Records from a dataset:
==*==

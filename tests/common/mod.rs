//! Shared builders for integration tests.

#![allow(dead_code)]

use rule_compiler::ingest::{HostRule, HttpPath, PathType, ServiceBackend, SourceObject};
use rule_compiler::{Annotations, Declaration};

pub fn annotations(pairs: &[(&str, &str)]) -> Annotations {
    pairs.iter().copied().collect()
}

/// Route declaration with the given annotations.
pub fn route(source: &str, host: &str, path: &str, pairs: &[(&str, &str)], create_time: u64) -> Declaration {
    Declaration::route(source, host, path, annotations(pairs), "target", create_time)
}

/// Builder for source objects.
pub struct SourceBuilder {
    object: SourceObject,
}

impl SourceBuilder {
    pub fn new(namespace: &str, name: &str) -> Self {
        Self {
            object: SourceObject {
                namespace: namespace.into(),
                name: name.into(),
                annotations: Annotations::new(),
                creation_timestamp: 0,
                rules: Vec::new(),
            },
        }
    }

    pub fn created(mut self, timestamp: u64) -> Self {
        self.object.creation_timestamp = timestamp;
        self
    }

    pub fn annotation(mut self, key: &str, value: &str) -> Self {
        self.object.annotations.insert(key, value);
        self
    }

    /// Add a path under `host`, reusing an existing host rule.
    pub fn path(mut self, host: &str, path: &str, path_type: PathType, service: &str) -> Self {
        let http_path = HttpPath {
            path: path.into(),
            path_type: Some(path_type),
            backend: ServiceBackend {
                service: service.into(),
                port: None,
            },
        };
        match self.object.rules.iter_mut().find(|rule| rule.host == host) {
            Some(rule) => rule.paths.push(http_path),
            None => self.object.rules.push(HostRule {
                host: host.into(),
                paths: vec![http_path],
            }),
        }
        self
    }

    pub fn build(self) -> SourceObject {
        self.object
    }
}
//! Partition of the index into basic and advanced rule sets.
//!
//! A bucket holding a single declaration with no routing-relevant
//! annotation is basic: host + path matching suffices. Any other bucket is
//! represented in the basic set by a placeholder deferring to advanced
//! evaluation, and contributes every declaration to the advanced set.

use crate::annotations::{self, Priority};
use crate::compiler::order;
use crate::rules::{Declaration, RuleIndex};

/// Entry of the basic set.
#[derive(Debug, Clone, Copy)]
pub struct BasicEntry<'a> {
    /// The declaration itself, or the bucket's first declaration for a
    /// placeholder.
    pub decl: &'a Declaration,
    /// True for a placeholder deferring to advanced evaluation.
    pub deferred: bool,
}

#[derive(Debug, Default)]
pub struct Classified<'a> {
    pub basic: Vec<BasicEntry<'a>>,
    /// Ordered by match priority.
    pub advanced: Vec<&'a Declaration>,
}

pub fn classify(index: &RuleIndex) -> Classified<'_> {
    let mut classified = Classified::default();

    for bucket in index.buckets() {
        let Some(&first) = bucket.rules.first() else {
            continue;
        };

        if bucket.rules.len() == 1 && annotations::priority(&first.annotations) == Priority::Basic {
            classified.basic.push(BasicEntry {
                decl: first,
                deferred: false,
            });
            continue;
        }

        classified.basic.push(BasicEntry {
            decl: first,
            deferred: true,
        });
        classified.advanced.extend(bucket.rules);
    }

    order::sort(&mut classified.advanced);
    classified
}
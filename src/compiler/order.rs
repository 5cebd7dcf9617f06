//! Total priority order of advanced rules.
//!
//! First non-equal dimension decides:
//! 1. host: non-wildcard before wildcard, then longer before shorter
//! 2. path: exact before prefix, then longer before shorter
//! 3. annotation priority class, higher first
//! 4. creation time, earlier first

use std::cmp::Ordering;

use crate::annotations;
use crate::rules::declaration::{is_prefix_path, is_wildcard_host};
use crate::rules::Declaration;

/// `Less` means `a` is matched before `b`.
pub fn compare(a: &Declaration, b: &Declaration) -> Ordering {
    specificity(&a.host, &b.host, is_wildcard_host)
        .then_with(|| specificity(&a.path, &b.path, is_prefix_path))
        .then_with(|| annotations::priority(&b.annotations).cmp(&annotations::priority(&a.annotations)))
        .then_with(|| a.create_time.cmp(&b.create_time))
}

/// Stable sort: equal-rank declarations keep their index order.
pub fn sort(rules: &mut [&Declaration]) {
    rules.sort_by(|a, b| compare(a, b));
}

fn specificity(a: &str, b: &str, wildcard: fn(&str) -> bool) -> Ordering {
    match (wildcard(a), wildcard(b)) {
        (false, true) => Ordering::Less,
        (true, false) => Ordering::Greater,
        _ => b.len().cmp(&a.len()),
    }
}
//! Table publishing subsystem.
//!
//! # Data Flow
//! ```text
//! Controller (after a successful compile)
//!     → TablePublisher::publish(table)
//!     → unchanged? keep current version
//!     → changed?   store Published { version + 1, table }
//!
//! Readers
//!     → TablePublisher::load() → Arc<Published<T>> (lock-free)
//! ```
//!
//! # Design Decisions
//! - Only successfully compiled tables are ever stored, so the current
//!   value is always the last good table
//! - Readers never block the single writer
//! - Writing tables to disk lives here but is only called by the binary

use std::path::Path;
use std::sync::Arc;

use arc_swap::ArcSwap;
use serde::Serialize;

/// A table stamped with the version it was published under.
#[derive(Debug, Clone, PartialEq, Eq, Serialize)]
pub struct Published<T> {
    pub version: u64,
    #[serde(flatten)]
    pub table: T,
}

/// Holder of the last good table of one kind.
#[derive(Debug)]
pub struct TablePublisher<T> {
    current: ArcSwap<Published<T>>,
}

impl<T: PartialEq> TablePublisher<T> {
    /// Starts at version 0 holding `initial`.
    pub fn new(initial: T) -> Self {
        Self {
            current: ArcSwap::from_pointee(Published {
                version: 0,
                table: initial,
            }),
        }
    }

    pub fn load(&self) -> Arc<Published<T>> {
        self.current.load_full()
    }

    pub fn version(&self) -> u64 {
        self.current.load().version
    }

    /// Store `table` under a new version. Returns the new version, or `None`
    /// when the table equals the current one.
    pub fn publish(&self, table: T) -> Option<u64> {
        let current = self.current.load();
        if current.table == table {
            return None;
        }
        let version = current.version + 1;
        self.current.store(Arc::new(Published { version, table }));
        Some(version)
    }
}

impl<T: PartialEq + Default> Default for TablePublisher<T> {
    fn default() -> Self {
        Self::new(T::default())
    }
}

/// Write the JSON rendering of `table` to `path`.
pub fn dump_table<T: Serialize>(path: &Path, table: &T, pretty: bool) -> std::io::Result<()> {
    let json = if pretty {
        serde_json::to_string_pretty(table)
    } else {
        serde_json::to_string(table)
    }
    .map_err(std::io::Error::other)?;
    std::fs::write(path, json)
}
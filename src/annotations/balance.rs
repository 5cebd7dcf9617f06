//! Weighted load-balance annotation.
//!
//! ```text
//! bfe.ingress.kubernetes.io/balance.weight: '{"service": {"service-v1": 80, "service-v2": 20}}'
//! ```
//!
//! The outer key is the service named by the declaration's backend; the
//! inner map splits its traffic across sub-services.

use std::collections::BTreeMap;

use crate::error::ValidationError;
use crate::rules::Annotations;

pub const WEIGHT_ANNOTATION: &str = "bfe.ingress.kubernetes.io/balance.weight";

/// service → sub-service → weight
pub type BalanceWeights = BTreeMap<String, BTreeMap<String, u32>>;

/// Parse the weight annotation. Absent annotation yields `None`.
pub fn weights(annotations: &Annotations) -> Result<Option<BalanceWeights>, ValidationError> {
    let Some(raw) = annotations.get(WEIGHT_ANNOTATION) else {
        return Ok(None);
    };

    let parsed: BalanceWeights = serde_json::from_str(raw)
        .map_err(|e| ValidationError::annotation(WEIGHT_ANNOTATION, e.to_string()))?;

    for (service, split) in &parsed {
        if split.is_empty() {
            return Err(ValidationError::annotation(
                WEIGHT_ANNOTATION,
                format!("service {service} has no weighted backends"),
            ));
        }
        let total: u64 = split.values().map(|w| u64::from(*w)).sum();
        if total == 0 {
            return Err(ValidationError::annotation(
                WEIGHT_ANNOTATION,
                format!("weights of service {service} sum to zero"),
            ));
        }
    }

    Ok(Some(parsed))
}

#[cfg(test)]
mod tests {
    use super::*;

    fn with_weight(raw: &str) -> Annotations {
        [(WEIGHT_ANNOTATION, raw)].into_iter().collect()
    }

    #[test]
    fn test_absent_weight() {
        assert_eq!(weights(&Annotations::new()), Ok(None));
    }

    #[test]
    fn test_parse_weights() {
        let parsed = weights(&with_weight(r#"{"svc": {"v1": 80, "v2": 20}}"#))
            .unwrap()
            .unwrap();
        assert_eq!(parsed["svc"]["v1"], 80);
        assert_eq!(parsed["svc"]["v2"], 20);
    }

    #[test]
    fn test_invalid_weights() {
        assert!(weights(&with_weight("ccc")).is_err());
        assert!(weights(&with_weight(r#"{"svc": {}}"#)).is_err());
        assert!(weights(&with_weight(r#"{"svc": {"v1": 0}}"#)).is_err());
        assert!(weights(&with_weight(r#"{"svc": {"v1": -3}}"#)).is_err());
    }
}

==*==

Action item →
Your answer should be the lines from the one containing "pub const WEIGHT_ANNOTATION: &str" to the end of the entries above, restated exactly and alone.

Result for this exercise →
pub const WEIGHT_ANNOTATION: &str = "bfe.ingress.kubernetes.io/balance.weight";

/// service → sub-service → weight
pub type BalanceWeights = BTreeMap<String, BTreeMap<String, u32>>;

/// Parse the weight annotation. Absent annotation yields `None`.
pub fn weights(annotations: &Annotations) -> Result<Option<BalanceWeights>, ValidationError> {
    let Some(raw) = annotations.get(WEIGHT_ANNOTATION) else {
        return Ok(None);
    };

    let parsed: BalanceWeights = serde_json::from_str(raw)
        .map_err(|e| ValidationError::annotation(WEIGHT_ANNOTATION, e.to_string()))?;

    for (service, split) in &parsed {
        if split.is_empty() {
            return Err(ValidationError::annotation(
                WEIGHT_ANNOTATION,
                format!("service {service} has no weighted backends"),
            ));
        }
        let total: u64 = split.values().map(|w| u64::from(*w)).sum();
        if total == 0 {
            return Err(ValidationError::annotation(
                WEIGHT_ANNOTATION,
                format!("weights of service {service} sum to zero"),
            ));
        }
    }

    Ok(Some(parsed))
}

#[cfg(test)]
mod tests {
    use super::*;

    fn with_weight(raw: &str) -> Annotations {
        [(WEIGHT_ANNOTATION, raw)].into_iter().collect()
    }

    #[test]
    fn test_absent_weight() {
        assert_eq!(weights(&Annotations::new()), Ok(None));
    }

    #[test]
    fn test_parse_weights() {
        let parsed = weights(&with_weight(r#"{"svc": {"v1": 80, "v2": 20}}"#))
            .unwrap()
            .unwrap();
        assert_eq!(parsed["svc"]["v1"], 80);
        assert_eq!(parsed["svc"]["v2"], 20);
    }

    #[test]
    fn test_invalid_weights() {
        assert!(weights(&with_weight("ccc")).is_err());
        assert!(weights(&with_weight(r#"{"svc": {}}"#)).is_err());
        assert!(weights(&with_weight(r#"{"svc": {"v1": 0}}"#)).is_err());
        assert!(weights(&with_weight(r#"{"svc": {"v1": -3}}"#)).is_err());
    }
}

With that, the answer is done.